Dataset content: Begin

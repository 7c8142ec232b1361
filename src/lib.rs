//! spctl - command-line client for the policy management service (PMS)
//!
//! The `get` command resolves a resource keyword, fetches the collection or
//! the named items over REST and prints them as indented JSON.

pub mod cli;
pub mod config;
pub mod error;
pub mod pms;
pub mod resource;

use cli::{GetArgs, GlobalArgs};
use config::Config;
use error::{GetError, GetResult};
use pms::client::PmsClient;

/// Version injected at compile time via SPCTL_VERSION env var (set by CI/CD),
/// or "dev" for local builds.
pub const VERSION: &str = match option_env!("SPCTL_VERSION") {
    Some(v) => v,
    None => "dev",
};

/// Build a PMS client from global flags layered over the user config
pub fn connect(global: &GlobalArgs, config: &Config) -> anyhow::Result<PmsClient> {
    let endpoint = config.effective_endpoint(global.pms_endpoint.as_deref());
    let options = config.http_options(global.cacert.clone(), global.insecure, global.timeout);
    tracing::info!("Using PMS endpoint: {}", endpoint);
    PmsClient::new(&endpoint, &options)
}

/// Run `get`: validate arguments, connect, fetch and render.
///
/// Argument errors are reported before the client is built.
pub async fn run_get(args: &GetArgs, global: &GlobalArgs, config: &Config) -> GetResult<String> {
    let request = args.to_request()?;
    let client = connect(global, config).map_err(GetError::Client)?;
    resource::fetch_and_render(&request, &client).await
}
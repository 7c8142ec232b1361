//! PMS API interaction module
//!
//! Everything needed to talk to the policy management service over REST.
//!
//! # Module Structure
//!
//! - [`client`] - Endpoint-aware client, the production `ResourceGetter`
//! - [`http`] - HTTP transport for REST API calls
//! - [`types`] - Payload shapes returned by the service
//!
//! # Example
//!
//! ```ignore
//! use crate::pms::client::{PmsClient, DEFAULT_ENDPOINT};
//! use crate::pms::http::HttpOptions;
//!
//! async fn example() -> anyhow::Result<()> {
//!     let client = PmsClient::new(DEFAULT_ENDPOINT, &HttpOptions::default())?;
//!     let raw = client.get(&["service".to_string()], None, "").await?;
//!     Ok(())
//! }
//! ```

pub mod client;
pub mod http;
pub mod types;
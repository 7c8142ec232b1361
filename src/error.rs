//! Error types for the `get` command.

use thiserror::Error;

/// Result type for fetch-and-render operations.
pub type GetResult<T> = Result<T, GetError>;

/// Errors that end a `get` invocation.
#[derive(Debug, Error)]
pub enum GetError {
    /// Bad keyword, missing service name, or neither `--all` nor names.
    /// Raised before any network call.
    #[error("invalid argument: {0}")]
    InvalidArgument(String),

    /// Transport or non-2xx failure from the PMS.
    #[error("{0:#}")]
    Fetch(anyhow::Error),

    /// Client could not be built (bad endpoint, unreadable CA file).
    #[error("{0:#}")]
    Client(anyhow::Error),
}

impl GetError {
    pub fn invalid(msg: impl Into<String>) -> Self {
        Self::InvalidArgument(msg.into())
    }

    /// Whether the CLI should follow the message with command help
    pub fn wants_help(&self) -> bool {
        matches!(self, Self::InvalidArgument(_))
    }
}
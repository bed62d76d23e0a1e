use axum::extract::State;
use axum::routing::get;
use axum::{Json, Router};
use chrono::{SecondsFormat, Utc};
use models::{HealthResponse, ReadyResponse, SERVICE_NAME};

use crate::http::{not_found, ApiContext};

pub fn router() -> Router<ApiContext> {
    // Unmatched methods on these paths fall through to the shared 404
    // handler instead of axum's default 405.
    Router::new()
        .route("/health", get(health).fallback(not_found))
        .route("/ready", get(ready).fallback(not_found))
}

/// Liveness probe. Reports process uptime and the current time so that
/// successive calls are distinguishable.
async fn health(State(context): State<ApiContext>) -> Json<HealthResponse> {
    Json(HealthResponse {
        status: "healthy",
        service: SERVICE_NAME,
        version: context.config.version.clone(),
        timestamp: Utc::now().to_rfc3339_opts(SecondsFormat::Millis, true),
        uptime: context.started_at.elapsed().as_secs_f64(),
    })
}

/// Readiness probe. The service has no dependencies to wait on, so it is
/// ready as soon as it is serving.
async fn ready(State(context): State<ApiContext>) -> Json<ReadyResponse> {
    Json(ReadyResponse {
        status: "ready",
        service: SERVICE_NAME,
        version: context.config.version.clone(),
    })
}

Dataset content: End
Dataset content: Begin

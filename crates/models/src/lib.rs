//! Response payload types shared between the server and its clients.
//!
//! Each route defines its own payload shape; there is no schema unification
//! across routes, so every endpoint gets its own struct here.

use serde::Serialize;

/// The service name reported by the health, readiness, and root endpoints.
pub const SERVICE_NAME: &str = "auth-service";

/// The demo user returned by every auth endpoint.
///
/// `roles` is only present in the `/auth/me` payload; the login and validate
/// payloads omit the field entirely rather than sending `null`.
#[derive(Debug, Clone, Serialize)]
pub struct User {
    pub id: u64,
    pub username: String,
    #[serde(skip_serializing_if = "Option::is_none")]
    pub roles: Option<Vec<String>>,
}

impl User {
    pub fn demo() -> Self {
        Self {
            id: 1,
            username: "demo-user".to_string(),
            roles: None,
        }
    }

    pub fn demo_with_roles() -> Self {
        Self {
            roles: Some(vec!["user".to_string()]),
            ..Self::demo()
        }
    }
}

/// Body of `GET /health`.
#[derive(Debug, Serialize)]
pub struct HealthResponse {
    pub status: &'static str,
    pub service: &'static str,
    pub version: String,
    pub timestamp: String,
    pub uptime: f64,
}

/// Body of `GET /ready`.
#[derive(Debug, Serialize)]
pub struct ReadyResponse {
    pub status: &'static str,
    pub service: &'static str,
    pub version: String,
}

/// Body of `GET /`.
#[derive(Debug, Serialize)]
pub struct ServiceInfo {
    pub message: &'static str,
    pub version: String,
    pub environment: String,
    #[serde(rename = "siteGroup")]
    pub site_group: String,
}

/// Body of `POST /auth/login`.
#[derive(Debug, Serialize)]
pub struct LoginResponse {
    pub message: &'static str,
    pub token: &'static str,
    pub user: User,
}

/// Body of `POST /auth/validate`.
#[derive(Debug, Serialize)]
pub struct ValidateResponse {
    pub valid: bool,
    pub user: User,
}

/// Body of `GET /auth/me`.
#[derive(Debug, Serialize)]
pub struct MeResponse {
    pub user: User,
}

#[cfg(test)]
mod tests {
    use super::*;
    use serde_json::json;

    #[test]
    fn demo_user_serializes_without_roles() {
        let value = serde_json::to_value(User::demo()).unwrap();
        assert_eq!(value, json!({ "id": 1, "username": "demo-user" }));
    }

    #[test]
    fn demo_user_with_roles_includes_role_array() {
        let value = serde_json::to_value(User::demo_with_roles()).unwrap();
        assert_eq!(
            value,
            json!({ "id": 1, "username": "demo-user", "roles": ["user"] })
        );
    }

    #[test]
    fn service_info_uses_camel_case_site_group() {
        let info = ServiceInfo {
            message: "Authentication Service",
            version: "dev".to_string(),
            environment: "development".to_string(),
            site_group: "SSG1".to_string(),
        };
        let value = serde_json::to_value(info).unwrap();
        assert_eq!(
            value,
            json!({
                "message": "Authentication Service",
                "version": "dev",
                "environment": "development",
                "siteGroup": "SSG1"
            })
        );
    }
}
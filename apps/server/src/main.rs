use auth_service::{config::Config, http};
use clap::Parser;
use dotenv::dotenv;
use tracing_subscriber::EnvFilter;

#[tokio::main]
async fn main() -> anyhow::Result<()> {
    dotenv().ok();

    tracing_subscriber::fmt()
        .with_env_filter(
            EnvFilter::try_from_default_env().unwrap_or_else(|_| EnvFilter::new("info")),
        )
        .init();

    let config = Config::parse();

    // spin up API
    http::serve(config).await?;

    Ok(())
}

Dataset content: End
Dataset content: Begin

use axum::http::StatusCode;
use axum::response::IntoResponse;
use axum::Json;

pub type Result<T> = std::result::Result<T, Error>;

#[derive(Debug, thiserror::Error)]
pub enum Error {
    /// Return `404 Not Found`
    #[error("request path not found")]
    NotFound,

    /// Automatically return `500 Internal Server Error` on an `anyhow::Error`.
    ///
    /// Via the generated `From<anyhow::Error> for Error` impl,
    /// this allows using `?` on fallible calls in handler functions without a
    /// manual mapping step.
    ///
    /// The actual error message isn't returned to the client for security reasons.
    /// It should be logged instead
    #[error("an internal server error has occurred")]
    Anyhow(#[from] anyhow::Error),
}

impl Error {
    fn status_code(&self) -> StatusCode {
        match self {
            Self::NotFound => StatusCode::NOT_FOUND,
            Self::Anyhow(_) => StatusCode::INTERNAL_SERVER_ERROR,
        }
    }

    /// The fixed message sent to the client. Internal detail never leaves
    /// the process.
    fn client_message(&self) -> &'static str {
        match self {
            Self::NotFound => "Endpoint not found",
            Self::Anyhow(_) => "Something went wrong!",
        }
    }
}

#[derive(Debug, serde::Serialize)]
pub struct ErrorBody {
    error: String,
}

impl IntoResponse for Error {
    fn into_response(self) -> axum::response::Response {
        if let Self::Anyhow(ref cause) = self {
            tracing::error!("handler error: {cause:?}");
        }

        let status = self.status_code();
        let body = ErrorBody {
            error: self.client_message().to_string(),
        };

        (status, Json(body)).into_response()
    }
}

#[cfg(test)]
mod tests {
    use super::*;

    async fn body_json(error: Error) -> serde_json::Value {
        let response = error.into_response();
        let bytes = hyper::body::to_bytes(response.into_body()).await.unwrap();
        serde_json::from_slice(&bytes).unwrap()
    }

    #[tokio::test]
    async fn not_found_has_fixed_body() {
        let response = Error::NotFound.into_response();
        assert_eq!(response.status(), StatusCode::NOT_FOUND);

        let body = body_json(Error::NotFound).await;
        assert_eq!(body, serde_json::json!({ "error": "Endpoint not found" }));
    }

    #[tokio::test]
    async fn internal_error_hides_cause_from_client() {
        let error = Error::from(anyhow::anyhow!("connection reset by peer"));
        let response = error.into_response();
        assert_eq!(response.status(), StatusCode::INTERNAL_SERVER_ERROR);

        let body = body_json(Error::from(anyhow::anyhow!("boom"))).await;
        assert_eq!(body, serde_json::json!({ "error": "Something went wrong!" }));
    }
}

Dataset content: End

Work item
Read through the data and copy every line where "development" shows up.

Answer box
            environment: "development".to_string(),
                "environment": "development",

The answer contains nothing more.